| WHAT TO DO |
Each entry below must be repeated word for word.

| Stored dataset items |
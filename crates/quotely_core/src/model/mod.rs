//! Domain model for the Quotely journal.
//!
//! # Responsibility
//! - Define the canonical persisted record (`Quote`) and its unsaved
//!   counterpart (`Draft`).
//! - Own the fixed background palette and its wrap-around index math.
//!
//! # Invariants
//! - Every persisted record is identified by a stable `QuoteId`.
//! - `created_at` is assigned once at construction and never mutated.
//! - `color_index` always lands inside palette bounds.

pub mod palette;
pub mod quote;
mod common;

use common::{MockTransport, Product, StubParser};
use solr::{Client, ClientError, Connection, Query};

#[test]
fn test_client_returns_parsed_query_results() -> Result<(), ClientError> {
    let transport = MockTransport::new("<response />");
    let connection = Connection::with_transport("http://localhost:8983/solr", transport)?;
    let expected_documents = vec![
        Product { id: 1, name: "iPod".to_owned(), in_stock: true },
        Product { id: 2, name: "Zune".to_owned(), in_stock: false },
    ];
    let parser = StubParser::new(expected_documents.clone(), 5);
    let client = Client::new(connection, parser);

    let results = client.query(&Query::new("*:*"))?;

    assert_eq!(5, results.num_found());
    assert_eq!(2, results.len());
    assert!(!results.is_empty());
    assert_eq!(Some(&expected_documents[0]), results.get(0));

    let actual_names: Vec<&str> = results.iter().map(|product| product.name.as_str()).collect();
    assert_eq!(vec!["iPod", "Zune"], actual_names);

    let actual_documents: Vec<Product> = results.into_iter().collect();
    assert_eq!(expected_documents, actual_documents);

    Ok(())
}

| SOLUTION FOR THIS EXERCISE |
filename crates/quotely_core/src/model/mod.rs
//! Domain model for the Quotely journal.
//!
//! # Responsibility
//! - Define the canonical persisted record (`Quote`) and its unsaved
//!   counterpart (`Draft`).
//! - Own the fixed background palette and its wrap-around index math.
//!
//! # Invariants
//! - Every persisted record is identified by a stable `QuoteId`.
//! - `created_at` is assigned once at construction and never mutated.
//! - `color_index` always lands inside palette bounds.

pub mod palette;
pub mod quote;
mod common;

use common::{MockTransport, Product, StubParser};
use solr::{Client, ClientError, Connection, Query};

#[test]
fn test_client_returns_parsed_query_results() -> Result<(), ClientError> {
    let transport = MockTransport::new("<response />");
    let connection = Connection::with_transport("http://localhost:8983/solr", transport)?;
    let expected_documents = vec![
        Product { id: 1, name: "iPod".to_owned(), in_stock: true },
        Product { id: 2, name: "Zune".to_owned(), in_stock: false },
    ];
    let parser = StubParser::new(expected_documents.clone(), 5);
    let client = Client::new(connection, parser);

    let results = client.query(&Query::new("*:*"))?;

    assert_eq!(5, results.num_found());
    assert_eq!(2, results.len());
    assert!(!results.is_empty());
    assert_eq!(Some(&expected_documents[0]), results.get(0));

    let actual_names: Vec<&str> = results.iter().map(|product| product.name.as_str()).collect();
    assert_eq!(vec!["iPod", "Zune"], actual_names);

    let actual_documents: Vec<Product> = results.into_iter().collect();
    assert_eq!(expected_documents, actual_documents);

    Ok(())
}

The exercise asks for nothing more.